**Task instructions**
The required output is all lines below that contain the word "RouteOwner".

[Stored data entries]
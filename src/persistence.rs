//! # SQLite persistence
//!
//! Durable storage for the three stores the engine keeps in memory:
//!
//! - `entities` - geometry as GeoJSON-style text, attributes as JSON
//! - `routes` - one row per owner slot; the computed columns are either all
//!   set or all NULL (enforced by a CHECK constraint)
//! - `imagery_cache` - one row per panorama ID, indexed by expiry so the
//!   external sweep can delete cheaply
//!
//! All writes are upserts (`INSERT ... ON CONFLICT DO UPDATE`), so the last
//! writer wins per key.

use chrono::{DateTime, Utc};
use log::{debug, warn};
use rusqlite::{params, Connection, OptionalExtension};

use crate::{
    EntityKind, EntityRecord, GeoPoint, ImageryCacheEntry, OwnerSlot, RawGeometry, Result, Route,
    RouteOwner, RoutePath, SpatialEntity, TravelMode,
};

/// SQLite-backed storage for entities, routes and cached imagery.
pub struct GeoDatabase {
    db: Connection,
    db_path: String,
}

impl GeoDatabase {
    /// Open (or create) a database file.
    pub fn open(db_path: &str) -> Result<Self> {
        let db = Connection::open(db_path)?;
        Self::init_schema(&db)?;
        debug!("estategeo: [GeoDatabase] opened {}", db_path);
        Ok(Self {
            db,
            db_path: db_path.to_string(),
        })
    }

    /// Create an in-memory database (for testing).
    pub fn in_memory() -> Result<Self> {
        Self::open(":memory:")
    }

    pub fn path(&self) -> &str {
        &self.db_path
    }

    /// Initialize the database schema.
    fn init_schema(conn: &Connection) -> rusqlite::Result<()> {
        conn.execute_batch(
            r#"
            CREATE TABLE IF NOT EXISTS entities (
                id TEXT PRIMARY KEY,
                kind TEXT NOT NULL,
                name TEXT NOT NULL,
                geometry_json TEXT NOT NULL,
                attributes_json TEXT NOT NULL DEFAULT '{}'
            );

            CREATE TABLE IF NOT EXISTS routes (
                owner_key TEXT NOT NULL,
                slot INTEGER NOT NULL,
                origin_lat REAL NOT NULL,
                origin_lng REAL NOT NULL,
                dest_lat REAL,
                dest_lng REAL,
                destination_name TEXT NOT NULL,
                travel_mode TEXT NOT NULL,
                encoded_path TEXT,
                distance_meters REAL,
                duration_seconds REAL,
                summary TEXT,
                raw_payload TEXT,
                updated_at INTEGER NOT NULL,  -- Unix ms
                PRIMARY KEY (owner_key, slot),
                CHECK ((encoded_path IS NULL) = (distance_meters IS NULL)
                   AND (encoded_path IS NULL) = (duration_seconds IS NULL))
            );

            CREATE TABLE IF NOT EXISTS imagery_cache (
                pano_id TEXT PRIMARY KEY,
                lat REAL NOT NULL,
                lng REAL NOT NULL,
                heading REAL NOT NULL,
                pitch REAL NOT NULL,
                fov REAL NOT NULL,
                pano_lat REAL NOT NULL,
                pano_lng REAL NOT NULL,
                capture_date TEXT,
                image_ref TEXT NOT NULL,
                expires_at INTEGER NOT NULL   -- Unix ms
            );

            CREATE INDEX IF NOT EXISTS idx_imagery_expires ON imagery_cache(expires_at);
            "#,
        )
    }

    // ========================================================================
    // Entities
    // ========================================================================

    pub fn save_entity(&self, entity: &SpatialEntity) -> Result<()> {
        let record = entity.to_record();
        let geometry_json = serde_json::to_string(&record.geometry)?;
        let attributes_json = serde_json::to_string(&record.attributes)?;
        self.db.execute(
            "INSERT INTO entities (id, kind, name, geometry_json, attributes_json)
             VALUES (?1, ?2, ?3, ?4, ?5)
             ON CONFLICT(id) DO UPDATE SET
                kind = excluded.kind,
                name = excluded.name,
                geometry_json = excluded.geometry_json,
                attributes_json = excluded.attributes_json",
            params![
                record.id,
                record.kind.as_str(),
                record.name,
                geometry_json,
                attributes_json
            ],
        )?;
        Ok(())
    }

    pub fn delete_entity(&self, id: &str) -> Result<bool> {
        let n = self
            .db
            .execute("DELETE FROM entities WHERE id = ?1", params![id])?;
        Ok(n > 0)
    }

    /// Load every entity. Rows that no longer validate are skipped with a warning.
    pub fn load_entities(&self) -> Result<Vec<SpatialEntity>> {
        let mut stmt = self
            .db
            .prepare("SELECT id, kind, name, geometry_json, attributes_json FROM entities")?;
        let rows: Vec<(String, String, String, String, String)> = stmt
            .query_map([], |row| {
                Ok((row.get(0)?, row.get(1)?, row.get(2)?, row.get(3)?, row.get(4)?))
            })?
            .collect::<rusqlite::Result<_>>()?;

        let mut entities = Vec::with_capacity(rows.len());
        for (id, kind, name, geometry_json, attributes_json) in rows {
            let Some(kind) = EntityKind::parse(&kind) else {
                warn!("estategeo: [GeoDatabase] entity {} has unknown kind '{}'", id, kind);
                continue;
            };
            let geometry: RawGeometry = serde_json::from_str(&geometry_json)?;
            let attributes = serde_json::from_str(&attributes_json)?;
            let record = EntityRecord {
                id,
                kind,
                name,
                geometry,
                attributes,
            };
            match SpatialEntity::from_record(&record) {
                Ok(entity) => entities.push(entity),
                Err(e) => warn!("estategeo: [GeoDatabase] skipping entity {}: {}", record.id, e),
            }
        }
        Ok(entities)
    }

    // ========================================================================
    // Routes
    // ========================================================================

    pub fn save_route(&self, route: &Route) -> Result<()> {
        let path = route.path.as_ref();
        self.db.execute(
            "INSERT INTO routes (owner_key, slot, origin_lat, origin_lng, dest_lat, dest_lng,
                                 destination_name, travel_mode, encoded_path, distance_meters,
                                 duration_seconds, summary, raw_payload, updated_at)
             VALUES (?1, ?2, ?3, ?4, ?5, ?6, ?7, ?8, ?9, ?10, ?11, ?12, ?13, ?14)
             ON CONFLICT(owner_key, slot) DO UPDATE SET
                origin_lat = excluded.origin_lat,
                origin_lng = excluded.origin_lng,
                dest_lat = excluded.dest_lat,
                dest_lng = excluded.dest_lng,
                destination_name = excluded.destination_name,
                travel_mode = excluded.travel_mode,
                encoded_path = excluded.encoded_path,
                distance_meters = excluded.distance_meters,
                duration_seconds = excluded.duration_seconds,
                summary = excluded.summary,
                raw_payload = excluded.raw_payload,
                updated_at = excluded.updated_at",
            params![
                route.owner_slot.owner.key(),
                route.owner_slot.slot,
                route.origin.lat(),
                route.origin.lng(),
                route.destination.map(|d| d.lat()),
                route.destination.map(|d| d.lng()),
                route.destination_name,
                route.travel_mode.as_str(),
                path.map(|p| p.encoded_path.as_str()),
                path.map(|p| p.distance_meters),
                path.map(|p| p.duration_seconds),
                route.summary,
                route.raw_payload,
                route.updated_at.timestamp_millis(),
            ],
        )?;
        Ok(())
    }

    pub fn delete_route(&self, slot: &OwnerSlot) -> Result<bool> {
        let n = self.db.execute(
            "DELETE FROM routes WHERE owner_key = ?1 AND slot = ?2",
            params![slot.owner.key(), slot.slot],
        )?;
        Ok(n > 0)
    }

    /// Delete all routes of one owner. Returns the number of rows removed.
    pub fn delete_owner_routes(&self, owner: &RouteOwner) -> Result<usize> {
        let n = self
            .db
            .execute("DELETE FROM routes WHERE owner_key = ?1", params![owner.key()])?;
        Ok(n)
    }

    pub fn load_routes(&self) -> Result<Vec<Route>> {
        let mut stmt = self.db.prepare(
            "SELECT owner_key, slot, origin_lat, origin_lng, dest_lat, dest_lng,
                    destination_name, travel_mode, encoded_path, distance_meters,
                    duration_seconds, summary, raw_payload, updated_at
             FROM routes ORDER BY owner_key, slot",
        )?;
        let rows: Vec<RouteRow> = stmt
            .query_map([], |row| {
                Ok(RouteRow {
                    owner_key: row.get(0)?,
                    slot: row.get(1)?,
                    origin: (row.get(2)?, row.get(3)?),
                    dest_lat: row.get(4)?,
                    dest_lng: row.get(5)?,
                    destination_name: row.get(6)?,
                    travel_mode: row.get(7)?,
                    encoded_path: row.get(8)?,
                    distance_meters: row.get(9)?,
                    duration_seconds: row.get(10)?,
                    summary: row.get(11)?,
                    raw_payload: row.get(12)?,
                    updated_at: row.get(13)?,
                })
            })?
            .collect::<rusqlite::Result<_>>()?;

        Ok(rows.into_iter().filter_map(RouteRow::into_route).collect())
    }

    // ========================================================================
    // Imagery cache
    // ========================================================================

    pub fn save_imagery(&self, entry: &ImageryCacheEntry) -> Result<()> {
        self.db.execute(
            "INSERT INTO imagery_cache (pano_id, lat, lng, heading, pitch, fov, pano_lat, pano_lng,
                                        capture_date, image_ref, expires_at)
             VALUES (?1, ?2, ?3, ?4, ?5, ?6, ?7, ?8, ?9, ?10, ?11)
             ON CONFLICT(pano_id) DO UPDATE SET
                lat = excluded.lat,
                lng = excluded.lng,
                heading = excluded.heading,
                pitch = excluded.pitch,
                fov = excluded.fov,
                pano_lat = excluded.pano_lat,
                pano_lng = excluded.pano_lng,
                capture_date = excluded.capture_date,
                image_ref = excluded.image_ref,
                expires_at = excluded.expires_at",
            params![
                entry.pano_id,
                entry.location.lat(),
                entry.location.lng(),
                entry.heading,
                entry.pitch,
                entry.fov,
                entry.pano_location.lat(),
                entry.pano_location.lng(),
                entry.capture_date,
                entry.image_ref,
                entry.expires_at.timestamp_millis(),
            ],
        )?;
        Ok(())
    }

    pub fn load_imagery(&self) -> Result<Vec<ImageryCacheEntry>> {
        let mut stmt = self.db.prepare(
            "SELECT pano_id, lat, lng, heading, pitch, fov, pano_lat, pano_lng,
                    capture_date, image_ref, expires_at
             FROM imagery_cache",
        )?;
        let rows: Vec<Option<ImageryCacheEntry>> = stmt
            .query_map([], |row| {
                let expires_ms: i64 = row.get(10)?;
                let Some(expires_at) = DateTime::from_timestamp_millis(expires_ms) else {
                    return Ok(None);
                };
                Ok(Some(ImageryCacheEntry {
                    pano_id: row.get(0)?,
                    location: GeoPoint::new(row.get(1)?, row.get(2)?),
                    heading: row.get(3)?,
                    pitch: row.get(4)?,
                    fov: row.get(5)?,
                    pano_location: GeoPoint::new(row.get(6)?, row.get(7)?),
                    capture_date: row.get(8)?,
                    image_ref: row.get(9)?,
                    expires_at,
                }))
            })?
            .collect::<rusqlite::Result<_>>()?;

        Ok(rows.into_iter().flatten().collect())
    }

    /// Delete cached imagery that expired at or before `now`.
    pub fn purge_expired_imagery(&self, now: DateTime<Utc>) -> Result<usize> {
        let n = self.db.execute(
            "DELETE FROM imagery_cache WHERE expires_at <= ?1",
            params![now.timestamp_millis()],
        )?;
        if n > 0 {
            debug!("estategeo: [GeoDatabase] purged {} imagery rows", n);
        }
        Ok(n)
    }

    /// Whether a row for this panorama exists (valid or not).
    pub fn has_imagery(&self, pano_id: &str) -> Result<bool> {
        let found = self
            .db
            .query_row(
                "SELECT 1 FROM imagery_cache WHERE pano_id = ?1",
                params![pano_id],
                |_| Ok(()),
            )
            .optional()?;
        Ok(found.is_some())
    }

    /// Clear all data.
    pub fn clear(&self) -> Result<()> {
        self.db.execute_batch(
            "DELETE FROM routes;
             DELETE FROM imagery_cache;
             DELETE FROM entities;",
        )?;
        Ok(())
    }
}

/// Raw `routes` row before conversion.
struct RouteRow {
    owner_key: String,
    slot: u32,
    origin: (f64, f64),
    dest_lat: Option<f64>,
    dest_lng: Option<f64>,
    destination_name: String,
    travel_mode: String,
    encoded_path: Option<String>,
    distance_meters: Option<f64>,
    duration_seconds: Option<f64>,
    summary: Option<String>,
    raw_payload: Option<String>,
    updated_at: i64,
}

impl RouteRow {
    fn into_route(self) -> Option<Route> {
        let Some(owner) = RouteOwner::parse_key(&self.owner_key) else {
            warn!("estategeo: [GeoDatabase] bad owner key '{}'", self.owner_key);
            return None;
        };
        let travel_mode = TravelMode::parse(&self.travel_mode)?;
        let path = match (self.encoded_path, self.distance_meters, self.duration_seconds) {
            (Some(encoded_path), Some(distance_meters), Some(duration_seconds)) => {
                Some(RoutePath {
                    encoded_path,
                    distance_meters,
                    duration_seconds,
                })
            }
            _ => None,
        };
        let destination = match (self.dest_lat, self.dest_lng) {
            (Some(lat), Some(lng)) => Some(GeoPoint::new(lat, lng)),
            _ => None,
        };
        Some(Route {
            owner_slot: OwnerSlot::new(owner, self.slot),
            origin: GeoPoint::new(self.origin.0, self.origin.1),
            destination,
            destination_name: self.destination_name,
            travel_mode,
            path,
            summary: self.summary,
            raw_payload: self.raw_payload,
            updated_at: DateTime::from_timestamp_millis(self.updated_at)?,
        })
    }
}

**Response area**
    RouteOwner, RoutePath, SpatialEntity, TravelMode,
    pub fn delete_owner_routes(&self, owner: &RouteOwner) -> Result<usize> {
        let Some(owner) = RouteOwner::parse_key(&self.owner_key) else {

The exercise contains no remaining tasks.